The MyLink is a computer system, so another option you could try would be to perform a factory reset and then disconnect the negative battery cable for a few minutes to do a hard "reboot" of the system.


----------



## DjSuavee (Sep 30, 2013)

I gave your suggestion a shot with the hard “reboot” and it worked! Thank you so much!!


----------



## Rivergoer (Mar 30, 2017)

DjSuavee said:


> I gave your suggestion a shot with the hard “reboot” and it worked! Thank you so much!!


Glad to hear that fixed it. 

What version iOS? 

I’m having the same problem, iPhone 6 (recently upped to iOS 11.4).
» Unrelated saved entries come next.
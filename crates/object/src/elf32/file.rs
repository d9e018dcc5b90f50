//! The Elf32 file header.

use std::io;

use super::Address;
use crate::{Number, Write};

/// Executable file header.
///
/// The identification block is fixed: 32-bit class, little-endian data,
/// version 1, System V ABI. Only the fields that vary between images are
/// carried by the type.
#[derive(Debug)]
pub struct FileHeader {
    /// Object file type.
    pub r#type: FileType,
    /// Machine architecture.
    pub machine: Machine,
    /// Entry point virtual address.
    pub entry_point: Address,
    /// Number of program headers following the file header.
    pub program_header_count: u16,
}

impl FileHeader {
    /// Magic number of an Elf file.
    pub const MAGIC: &'static [u8; 4] = &[0x7f, b'E', b'L', b'F'];

    /// Elf class: 32-bit objects.
    pub const CLASS_ELF32: u8 = 0x01;

    /// Elf data encoding: two's complement, little-endian.
    pub const DATA_LITTLE_ENDIAN: u8 = 0x01;

    /// Elf version.
    pub const VERSION: u8 = 0x01;

    /// OS ABI: System V.
    pub const OS_ABI_SYSTEM_V: u8 = 0x00;

    /// Size of `Self` in the Elf format.
    pub const SIZE: u16 = 52;
}

impl Write for FileHeader {
    fn write<N, B>(&self, buffer: &mut B) -> io::Result<()>
    where
        N: Number,
        B: io::Write,
    {
        // `e_ident`, 16 bytes.
        buffer.write_all(Self::MAGIC)?;
        buffer.write_all(&[
            Self::CLASS_ELF32,
            Self::DATA_LITTLE_ENDIAN,
            Self::VERSION,
            Self::OS_ABI_SYSTEM_V,
        ])?;
        // ABI version and padding.
        buffer.write_all(&[0; 8])?;

        // `e_type`.
        buffer.write_all(&N::write_u16(self.r#type as u16))?;
        // `e_machine`.
        buffer.write_all(&N::write_u16(self.machine as u16))?;
        // `e_version`.
        buffer.write_all(&N::write_u32(Self::VERSION.into()))?;
        // `e_entry`.
        self.entry_point.write::<N, B>(buffer)?;
        // `e_phoff`: the program header table sits right after the file
        // header.
        buffer.write_all(&N::write_u32(Self::SIZE.into()))?;
        // `e_shoff`: no section headers.
        buffer.write_all(&N::write_u32(0))?;
        // `e_flags`.
        buffer.write_all(&N::write_u32(0))?;
        // `e_ehsize`.
        buffer.write_all(&N::write_u16(Self::SIZE))?;
        // `e_phentsize`.
        buffer.write_all(&N::write_u16(super::Program::SIZE))?;
        // `e_phnum`.
        buffer.write_all(&N::write_u16(self.program_header_count))?;
        // `e_shentsize`, `e_shnum`, `e_shstrndx`: no section headers.
        buffer.write_all(&N::write_u16(0))?;
        buffer.write_all(&N::write_u16(0))?;
        buffer.write_all(&N::write_u16(0))?;

        Ok(())
    }
}

/// Type of the file.
#[derive(Debug, Clone, Copy, PartialEq, Eq)]
#[repr(u16)]
pub enum FileType {
    /// Unknown.
    None = 0x00,
    /// Relocatable file.
    RelocatableFile = 0x01,
    /// Executable file.
    ExecutableFile = 0x02,
    /// Shared object.
    SharedObject = 0x03,
    /// Core file.
    CoreFile = 0x04,
}

/// Architecture.
#[derive(Debug, Clone, Copy, PartialEq, Eq)]
#[repr(u16)]
pub enum Machine {
    /// No specific instruction set.
    None = 0x0000,
    /// The Dioptase 32-bit RISC machine.
    Dioptase = 0xD105,
}
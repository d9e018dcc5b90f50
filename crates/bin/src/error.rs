use std::{io, path::PathBuf};

#[cfg(feature = "fancy-errors")]
use miette::{set_hook, MietteHandlerOpts};
use miette::{Diagnostic, InstallError, Result};
use thiserror::Error;
use dasm_errors::Error as DasmError;

#[derive(Error, Diagnostic, Debug)]
pub(crate) enum Error {
    #[error("The argument `{0}` contains invalid Unicode data.")]
    InvalidArgumentEncoding(String),

    #[error("The program name is missing from the command-line.")]
    ProgramNameIsMissing,

    #[error("I was not able to read the command-line properly:\n{0}")]
    #[diagnostic(code(E001), help("See the command-line usage with `dasm --help`."))]
    CommandLine(String),

    #[error("Must pass at least one source file.")]
    #[diagnostic(code(E001), help("See the command-line usage with `dasm --help`."))]
    NoInputFile,

    #[error("I was not able to read `{path}`: {source}")]
    #[diagnostic(code(E002), help("Check the path and its permissions."))]
    ReadInput {
        path: PathBuf,
        #[source]
        source: io::Error,
    },

    #[error("I was not able to write `{path}`: {source}")]
    #[diagnostic(code(E002), help("Check the path and its permissions."))]
    WriteOutput {
        path: PathBuf,
        #[source]
        source: io::Error,
    },

    #[error("No runtime start-up directory was found.")]
    #[diagnostic(
        code(E002),
        help(
            "`--crt` reads start-up sources from `$DIOPTASE_CRT_DIR`, or from \
             `$DIOPTASE_ROOT/Dioptase-OS/crt` as a fallback; set one of them."
        )
    )]
    NoCrtDirectory,
}

impl Error {
    pub(crate) fn install_and_configure() -> Result<(), InstallError> {
        #[cfg(feature = "fancy-errors")]
        set_hook(Box::new(|_| {
            Box::new(
                MietteHandlerOpts::new()
                    .with_cause_chain()
                    .footer(
                        "For more information about an error, try \
                        `dasm --explain <error>` where `<error>` \
                        has the `E[0-9]{{3}} pattern."
                            .to_string(),
                    )
                    .width(85)
                    .terminal_links(false)
                    .build(),
            )
        }))?;

        Ok(())
    }

    pub(crate) fn explain(error_code: &str) -> Result<&'static str, DasmError> {
        DasmError::explain(error_code)
    }
}
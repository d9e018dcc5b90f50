//! `dasm-bin` is the executable of `dasm`.
//!
//! This crate holds everything that makes the assembler a command-line
//! tool: flag parsing, environment lookups, file loading, and output
//! writing. The assembly itself lives in `dasm-assembler`.

mod error;

use std::{
    env,
    ffi::OsString,
    fs,
    path::{Path, PathBuf},
    process,
};

use argh::FromArgs;
use dasm_assembler::{Configuration, Mode, Source};
use dasm_errors::Result;
use dasm_file::{FileReader, Picker};
use error::Error;

fn default_output_file() -> PathBuf {
    PathBuf::from("./a.hex")
}

/// The `dasm` command assembles Dioptase assembly sources into a raw
/// kernel hex image or an ELF32 executable.
#[derive(Debug, FromArgs)]
struct Dasm {
    /// explain a particular error based on its code (of kind `E...`).
    #[argh(option)]
    explain: Option<String>,

    /// input files.
    #[argh(positional)]
    input_files: Vec<PathBuf>,

    /// specify the name and location of the output file. If not specified,
    /// `./a.hex` is used.
    #[argh(option, short = 'o', default = "default_output_file()")]
    output_file: PathBuf,

    /// print the preprocessed sources instead of assembling.
    #[argh(switch)]
    pre: bool,

    /// assemble in kernel mode: raw hex output, `.origin` layout, and
    /// privileged instructions allowed.
    #[argh(switch)]
    kernel: bool,

    /// append the debug trailer (label, line, and local records) to the
    /// image.
    #[argh(switch, short = 'g')]
    debug: bool,

    /// prepend the runtime start-up sources found in `$DIOPTASE_CRT_DIR`
    /// or `$DIOPTASE_ROOT/Dioptase-OS/crt`.
    #[argh(switch)]
    crt: bool,

    /// define a constant ahead of any source, as `NAME=value`. May be
    /// repeated.
    #[argh(option, short = 'D', long = "define")]
    defines: Vec<String>,

    /// show debug-level logs instead of warnings only.
    #[argh(switch, short = 'v')]
    verbose: bool,
}

impl Dasm {
    /// Creates a new `Self` type based on [`std::env::args_os`].
    fn new() -> Result<Self, Error> {
        // Collect all arguments.
        let arguments =
            env::args_os().map(OsString::into_string).collect::<Result<Vec<_>, _>>().map_err(
                |argument| Error::InvalidArgumentEncoding(argument.to_string_lossy().to_string()),
            )?;

        // Check whether `argv` is present.
        if arguments.is_empty() {
            return Err(Error::ProgramNameIsMissing);
        }

        // Extract the base command from a path.
        let command = Path::new(&arguments[0])
            .file_name()
            .and_then(|file_name| file_name.to_str())
            .unwrap_or(&arguments[0]);

        // Extract all arguments.
        let arguments =
            arguments.iter().skip(1).map(|argument| argument.as_str()).collect::<Vec<_>>();

        // Parse and build `Self`.
        match Dasm::from_args(&[command], &arguments) {
            Ok(dasm) => Ok(dasm),
            Err(early_exit) => match early_exit.status {
                // The command was parsed successfully and the early exit is due to a flag like
                // `--help` causing early exit with output.
                Ok(()) => {
                    println!("{}", early_exit.output);

                    process::exit(0);
                }

                // The arguments were not successfully parsed.
                Err(()) => Err(Error::CommandLine(early_exit.output.trim().to_string())),
            },
        }
    }

    /// The source paths to assemble, `--crt` start-up files first.
    fn source_paths(&self) -> Result<Vec<PathBuf>, Error> {
        let mut paths = Vec::new();

        if self.crt {
            paths.extend(crt_paths()?);
        }

        paths.extend(self.input_files.iter().cloned());

        Ok(paths)
    }

    /// Split every `-D NAME=value` occurrence.
    fn cli_defines(&self) -> Result<Vec<(String, String)>, Error> {
        self.defines
            .iter()
            .map(|define| {
                define
                    .split_once('=')
                    .map(|(name, value)| (name.to_string(), value.to_string()))
                    .ok_or_else(|| {
                        Error::CommandLine(format!(
                            "invalid definition `{define}` (expected `-D NAME=value`)"
                        ))
                    })
            })
            .collect()
    }
}

/// The start-up sources prepended by `--crt`: every `.s`/`.asm` file of the
/// runtime directory, in file-name order.
fn crt_paths() -> Result<Vec<PathBuf>, Error> {
    let directory = env::var_os("DIOPTASE_CRT_DIR").map(PathBuf::from).or_else(|| {
        env::var_os("DIOPTASE_ROOT")
            .map(|root| PathBuf::from(root).join("Dioptase-OS").join("crt"))
    });

    let Some(directory) = directory else {
        return Err(Error::NoCrtDirectory);
    };

    let entries = fs::read_dir(&directory)
        .map_err(|source| Error::ReadInput { path: directory.clone(), source })?;

    let mut paths = Vec::new();
    for entry in entries {
        let entry =
            entry.map_err(|source| Error::ReadInput { path: directory.clone(), source })?;
        let path = entry.path();

        let is_assembly = path
            .extension()
            .and_then(|extension| extension.to_str())
            .is_some_and(|extension| extension == "s" || extension == "asm");
        if is_assembly {
            paths.push(path);
        }
    }

    paths.sort();

    Ok(paths)
}

/// Read one source file through the configured file reader.
fn read_source(path: &Path) -> Result<Source, Error> {
    let file =
        Picker::open(path).map_err(|source| Error::ReadInput { path: path.into(), source })?;
    let bytes =
        file.read_as_bytes().map_err(|source| Error::ReadInput { path: path.into(), source })?;

    Ok(Source::new(path.display().to_string(), String::from_utf8_lossy(&bytes).into_owned()))
}

fn main() -> Result<()> {
    // Install the error report.
    Error::install_and_configure()?;

    // Build the command-line arguments.
    let dasm = Dasm::new()?;

    // Handle the `--explain` option.
    if let Some(error_code) = dasm.explain.as_deref() {
        println!("{}", Error::explain(error_code)?);

        return Ok(());
    }

    // Route assembler warnings to stderr.
    let _ = stderrlog::new().verbosity(if dasm.verbose { 3 } else { 1 }).init();

    let paths = dasm.source_paths()?;
    if paths.is_empty() {
        return Err(Error::NoInputFile.into());
    }

    let sources = paths.iter().map(|path| read_source(path)).collect::<Result<Vec<_>, _>>()?;

    let mode = if dasm.kernel { Mode::Kernel } else { Mode::User };
    let configuration = Configuration::new(sources, mode)
        .with_debug(dasm.debug)
        .with_entry_thunk(dasm.kernel && dasm.crt)
        .with_defines(dasm.cli_defines()?);

    let assembler = configuration.assembler();

    // `--pre` stops after the preprocessor.
    if dasm.pre {
        for preprocessed in assembler.preprocess()? {
            println!("{preprocessed}");
        }

        return Ok(());
    }

    let program = assembler.assemble()?;

    let mut output = fs::File::create(&dasm.output_file)
        .map_err(|source| Error::WriteOutput { path: dasm.output_file.clone(), source })?;
    program
        .write_image(&mut output)
        .map_err(|source| Error::WriteOutput { path: dasm.output_file.clone(), source })?;

    Ok(())
}
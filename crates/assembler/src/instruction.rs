//! The instruction consumer shared by both passes.
//!
//! Pass 1 runs it for syntax checking and byte counting (names defer to a
//! sentinel value); pass 2 runs it for real, resolving operands against the
//! symbol tables at the instruction's final program counter and producing
//! the encoded word.

use crate::diagnostics::{Error, Scan};
use crate::encoder::{
    self, AddressingMode, AtomicOp, CrmvKind, EncodeError, MemoryForm, MemoryWidth, MovHalf,
};
use crate::configuration::Mode;
use crate::passes::{Assembly, Pass};
use crate::scanner::Cursor;
use crate::symbols::Resolved;
use crate::configuration::Configuration;
use crate::diagnostics::Error;
use crate::image::Program;
use crate::{passes, preprocessor};

/// The assembler: preprocess, lay out, emit.
#[derive(Debug)]
pub struct Assembler {
    configuration: Configuration,
}

impl Assembler {
    pub(crate) fn with_configuration(configuration: Configuration) -> Self {
        Self { configuration }
    }

    /// Run only the preprocessor, returning the expanded text of every
    /// source in order. This is what `--pre` prints.
    pub fn preprocess(&self) -> Result<Vec<String>, Error> {
        preprocessor::preprocess(&self.configuration)
    }

    /// Assemble every source into a program image description.
    pub fn assemble(&self) -> Result<Program, Error> {
        let preprocessed = self.preprocess()?;

        passes::run(&self.configuration, &preprocessed)
    }
}
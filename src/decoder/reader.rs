//! Cursor-based primitive reads shared by the chart and catalog decoders.

use crate::decoder::error::FormatError;
use byteorder::{LittleEndian, ReadBytesExt};
use std::io::{self, Cursor};

type Result<T> = std::result::Result<T, FormatError>;

/// A forward-only reader over a fully buffered tagged stream.
///
/// Callers build their record loops by peeking or reading a tag byte and
/// dispatching on it; the reader itself knows nothing about tags.
#[derive(Debug)]
pub struct TagReader<'a> {
    cursor: Cursor<&'a [u8]>,
}

impl<'a> TagReader<'a> {
    pub fn new(bytes: &'a [u8]) -> Self {
        Self {
            cursor: Cursor::new(bytes),
        }
    }

    pub fn position(&self) -> usize {
        self.cursor.position() as usize
    }

    pub fn remaining(&self) -> usize {
        self.cursor.get_ref().len().saturating_sub(self.position())
    }

    pub fn is_empty(&self) -> bool {
        self.remaining() == 0
    }

    /// Look at the next byte without consuming it.
    pub fn peek_u8(&self) -> Option<u8> {
        self.cursor.get_ref().get(self.position()).copied()
    }

    /// Look at the next `n` bytes without consuming them.
    pub fn peek_bytes(&self, n: usize) -> Option<&'a [u8]> {
        let start = self.position();
        let bytes: &'a [u8] = self.cursor.get_ref();
        bytes.get(start..start.checked_add(n)?)
    }

    pub fn read_u8(&mut self) -> Result<u8> {
        let position = self.position();
        self.cursor.read_u8().map_err(|e| eof(e, position, 1))
    }

    pub fn read_u32_le(&mut self) -> Result<u32> {
        let position = self.position();
        self.cursor
            .read_u32::<LittleEndian>()
            .map_err(|e| eof(e, position, 4))
    }

    pub fn read_i32_le(&mut self) -> Result<i32> {
        let position = self.position();
        self.cursor
            .read_i32::<LittleEndian>()
            .map_err(|e| eof(e, position, 4))
    }

    pub fn read_f32_le(&mut self) -> Result<f32> {
        let position = self.position();
        self.cursor
            .read_f32::<LittleEndian>()
            .map_err(|e| eof(e, position, 4))
    }

    /// Read bytes up to (and consuming) the next `0` byte.
    ///
    /// Invalid UTF-8 is replaced rather than rejected. A buffer that ends
    /// before the terminator is a truncated read.
    pub fn read_cstring(&mut self) -> Result<String> {
        let start = self.position();
        let bytes: &'a [u8] = self.cursor.get_ref();
        let tail = bytes.get(start..).unwrap_or_default();

        let Some(len) = tail.iter().position(|&b| b == 0) else {
            return Err(FormatError::UnexpectedEof {
                position: bytes.len(),
                needed: 1,
            });
        };

        let text = String::from_utf8_lossy(&tail[..len]).into_owned();
        self.cursor.set_position((start + len + 1) as u64);
        Ok(text)
    }

    pub fn skip_cstring(&mut self) -> Result<()> {
        self.read_cstring().map(|_| ())
    }

    /// Consume one byte and fail with a [`FormatError::Mismatch`] if it is not `expected`.
    pub fn verify_byte(&mut self, expected: u8, what: &'static str) -> Result<()> {
        let position = self.position();
        let actual = self.read_u8()?;
        if actual != expected {
            return Err(FormatError::Mismatch {
                what,
                position,
                expected,
                actual,
            });
        }
        Ok(())
    }
}

fn eof(_err: io::Error, position: usize, needed: usize) -> FormatError {
    // Cursor reads over an in-memory slice only fail on a short buffer.
    FormatError::UnexpectedEof { position, needed }
}

#[cfg(test)]
mod test {
    use super::*;

    #[test]
    fn fixed_width_little_endian_reads() {
        let mut bytes = vec![0x7f];
        bytes.extend_from_slice(&1.5f32.to_le_bytes());
        bytes.extend_from_slice(&(-42i32).to_le_bytes());
        bytes.extend_from_slice(&0xDEAD_BEEFu32.to_le_bytes());

        let mut reader = TagReader::new(&bytes);
        assert_eq!(reader.read_u8().unwrap(), 0x7f);
        assert_eq!(reader.read_f32_le().unwrap(), 1.5);
        assert_eq!(reader.read_i32_le().unwrap(), -42);
        assert_eq!(reader.read_u32_le().unwrap(), 0xDEAD_BEEF);
        assert!(reader.is_empty());
    }

    #[test]
    fn truncated_read_reports_position() {
        let bytes = [0x01, 0x02, 0x03];
        let mut reader = TagReader::new(&bytes);
        reader.read_u8().unwrap();

        let err = reader.read_f32_le().unwrap_err();
        assert_eq!(
            err,
            FormatError::UnexpectedEof {
                position: 1,
                needed: 4
            }
        );
    }

    #[test]
    fn cstring_replaces_invalid_utf8() {
        let bytes = [b'o', b'k', 0xff, 0x00, b'x'];
        let mut reader = TagReader::new(&bytes);

        assert_eq!(reader.read_cstring().unwrap(), "ok\u{FFFD}");
        assert_eq!(reader.position(), 4);
        assert_eq!(reader.peek_u8(), Some(b'x'));
    }

    #[test]
    fn cstring_without_terminator_is_truncated() {
        let bytes = [b'a', b'b'];
        let mut reader = TagReader::new(&bytes);

        assert!(matches!(
            reader.read_cstring(),
            Err(FormatError::UnexpectedEof { .. })
        ));
        assert_eq!(reader.position(), 0);
    }

    #[test]
    fn verify_byte_carries_expected_and_actual() {
        let bytes = [0x56, 0x54];
        let mut reader = TagReader::new(&bytes);
        reader.verify_byte(0x56, "file magic[0]").unwrap();

        let err = reader.verify_byte(0x53, "file magic[1]").unwrap_err();
        assert_eq!(
            err,
            FormatError::Mismatch {
                what: "file magic[1]",
                position: 1,
                expected: 0x53,
                actual: 0x54,
            }
        );
        assert_eq!(err.position(), 1);
    }

    #[test]
    fn peek_does_not_consume() {
        let bytes = [0xA0, 0xA2, 0xB2, 0x00];
        let reader = TagReader::new(&bytes);

        assert_eq!(reader.peek_bytes(3), Some(&bytes[..3]));
        assert_eq!(reader.peek_bytes(5), None);
        assert_eq!(reader.position(), 0);
    }
}
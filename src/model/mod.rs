pub mod catalog;
pub mod chart;
pub mod config;
pub mod difficulty;
pub mod mapper;
pub mod note;
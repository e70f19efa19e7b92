// -----------------------------------------------------------------------------
// Hardcoded positionX mapping for the target judge line.
//
// Rules encoded:
// - the four physical lanes sit at fixed offsets, two per zone.
// - bumper mines sit at the centre of their zone (-270 / 270).
// - a resolved bumper sits 85 units from its zone centre, towards the
//   physical lane it was assigned to.
// -----------------------------------------------------------------------------

pub const LANE_OFFSETS: &[(u8, f64)] = &[(0, -405.0), (1, -135.0), (2, 135.0), (3, 405.0)];

/// Keyed by the zone's first lane, which is how bumper mines encode their zone.
pub const ZONE_CENTRE_OFFSETS: &[(u8, f64)] = &[(0, -270.0), (2, 270.0)];

pub const BUMPER_SHIFT: f64 = 85.0;

/// Return the positionX for a chip, hold or mine on the given lane, if present.
pub fn offset_for_lane(lane: u8) -> Option<f64> {
    LANE_OFFSETS
        .iter()
        .find(|(l, _)| *l == lane)
        .map(|(_, offset)| *offset)
}

/// Return the positionX for the centre of the zone whose first lane is `base_lane`.
pub fn offset_for_zone(base_lane: u8) -> Option<f64> {
    ZONE_CENTRE_OFFSETS
        .iter()
        .find(|(l, _)| *l == base_lane)
        .map(|(_, offset)| *offset)
}

/// positionX of a bumper assigned to `lane` in the zone starting at `base_lane`.
///
/// The zone's first lane shifts left of centre, its second lane right.
pub fn bumper_offset(base_lane: u8, lane: u8) -> f64 {
    let centre = offset_for_zone(base_lane).unwrap_or(0.0);
    if lane == base_lane {
        centre - BUMPER_SHIFT
    } else {
        centre + BUMPER_SHIFT
    }
}

#[cfg(test)]
mod test {
    use super::*;

    #[test]
    fn lane_table() {
        assert_eq!(offset_for_lane(0), Some(-405.0));
        assert_eq!(offset_for_lane(3), Some(405.0));
        assert_eq!(offset_for_lane(4), None);
    }

    #[test]
    fn bumper_positions_straddle_zone_centre() {
        assert_eq!(bumper_offset(0, 0), -355.0);
        assert_eq!(bumper_offset(0, 1), -185.0);
        assert_eq!(bumper_offset(2, 2), 185.0);
        assert_eq!(bumper_offset(2, 3), 355.0);
        assert_eq!(offset_for_zone(1), None);
    }
}
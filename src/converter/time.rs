use crate::model::note::TimeTriple;
use std::fmt;

/// Milliseconds of lead-in added to every converted time.
pub const LEAD_IN_MS: i64 = 1000;
const MS_PER_SECOND: i64 = 1000;

/// An exact chart time, stored as whole milliseconds including the lead-in.
///
/// This is a rational number of seconds with a fixed denominator of 1000,
/// so comparisons and gap arithmetic never drift.
#[derive(Debug, Clone, Copy, PartialEq, Eq, PartialOrd, Ord, Hash)]
pub struct ChartTime(i64);

impl ChartTime {
    /// Convert a raw millisecond value, truncating toward zero first.
    pub fn from_raw_ms(ms: f32) -> Self {
        Self::from_whole_ms(ms as i64)
    }

    pub fn from_whole_ms(ms: i64) -> Self {
        Self(ms.saturating_add(LEAD_IN_MS))
    }

    /// Total milliseconds, lead-in included.
    pub fn millis(self) -> i64 {
        self.0
    }

    /// Signed distance from `earlier` to `self`, in milliseconds.
    pub fn since(self, earlier: ChartTime) -> i64 {
        self.0.saturating_sub(earlier.0)
    }

    /// `[whole, numerator, denominator]` with the fraction in lowest terms.
    ///
    /// `whole` is the floor of the time in seconds, so the numerator is never
    /// negative and the denominator always divides 1000.
    pub fn to_triple(self) -> TimeTriple {
        let divisor = gcd(self.0.unsigned_abs(), MS_PER_SECOND as u64) as i64;
        let numerator = self.0 / divisor;
        let denominator = MS_PER_SECOND / divisor;
        TimeTriple(
            numerator.div_euclid(denominator),
            numerator.rem_euclid(denominator),
            denominator,
        )
    }
}

impl fmt::Display for ChartTime {
    fn fmt(&self, f: &mut fmt::Formatter<'_>) -> fmt::Result {
        write!(f, "{:.3}s", self.0 as f64 / MS_PER_SECOND as f64)
    }
}

fn gcd(mut a: u64, mut b: u64) -> u64 {
    while b != 0 {
        (a, b) = (b, a % b);
    }
    a
}
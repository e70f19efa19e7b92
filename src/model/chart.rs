use serde::{Serialize, Serializer};
use std::collections::BTreeMap;

/// Raw note kind byte as stored in a chart stream.
#[derive(Debug, Clone, Copy, PartialEq, Eq, Hash, Default)]
pub enum NoteKind {
    /// Instantaneous single-lane note.
    #[default]
    Chip,

    /// Chain-capable note whose final lane is resolved by alternation.
    Bumper,

    /// Note spanning a start and end time on one lane.
    Hold,

    Mine,

    BumperMine,

    /// Second encoding of a bumper, chained exactly like [`NoteKind::Bumper`].
    BumperAlt,

    /// Any kind the converter does not support.
    Other(u8),
}

impl NoteKind {
    pub fn from_byte(byte: u8) -> Self {
        match byte {
            0 => NoteKind::Chip,
            1 => NoteKind::Bumper,
            2 => NoteKind::Hold,
            6 => NoteKind::Mine,
            7 => NoteKind::BumperMine,
            8 => NoteKind::BumperAlt,
            other => NoteKind::Other(other),
        }
    }

    pub fn as_byte(self) -> u8 {
        match self {
            NoteKind::Chip => 0,
            NoteKind::Bumper => 1,
            NoteKind::Hold => 2,
            NoteKind::Mine => 6,
            NoteKind::BumperMine => 7,
            NoteKind::BumperAlt => 8,
            NoteKind::Other(other) => other,
        }
    }

    pub fn is_supported(self) -> bool {
        !matches!(self, NoteKind::Other(_))
    }
}

impl Serialize for NoteKind {
    fn serialize<S: Serializer>(&self, serializer: S) -> Result<S::Ok, S::Error> {
        serializer.serialize_u8(self.as_byte())
    }
}

/// A value from a note's extra map; holds store integers, everything else floats.
#[derive(Debug, Clone, Copy, PartialEq, Serialize)]
#[serde(untagged)]
pub enum ExtraValue {
    Int(i32),
    Float(f32),
}

impl ExtraValue {
    pub fn as_i64(self) -> i64 {
        match self {
            ExtraValue::Int(v) => v as i64,
            ExtraValue::Float(v) => v as i64,
        }
    }
}

/// One note as decoded from a chart stream, before any conversion.
#[derive(Debug, Clone, PartialEq, Default, Serialize)]
pub struct RawNoteEvent {
    #[serde(rename = "type")]
    pub kind: NoteKind,
    pub lane: u8,
    /// Milliseconds from the start of the chart.
    pub time: f32,
    pub extra: BTreeMap<u8, ExtraValue>,
}

impl RawNoteEvent {
    /// Extra field holding a hold's end time in milliseconds.
    pub const HOLD_END_ID: u8 = 1;

    pub fn hold_end_ms(&self) -> Option<i64> {
        self.extra.get(&Self::HOLD_END_ID).map(|v| v.as_i64())
    }
}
Seems like the problem coincided with the new OS. 

Weird thing, my iPad running same version (iOS 11.4) works perfectly fine in the Cruze while the iPhone 6 fails exactly the same in both the Cruze AND in the Ram.

Will try the negative battery cable ‘re-boot’ and see what happens......


----------



## Rivergoer (Mar 30, 2017)

*Update*

The negative battery cable reboot failed to solve the problem.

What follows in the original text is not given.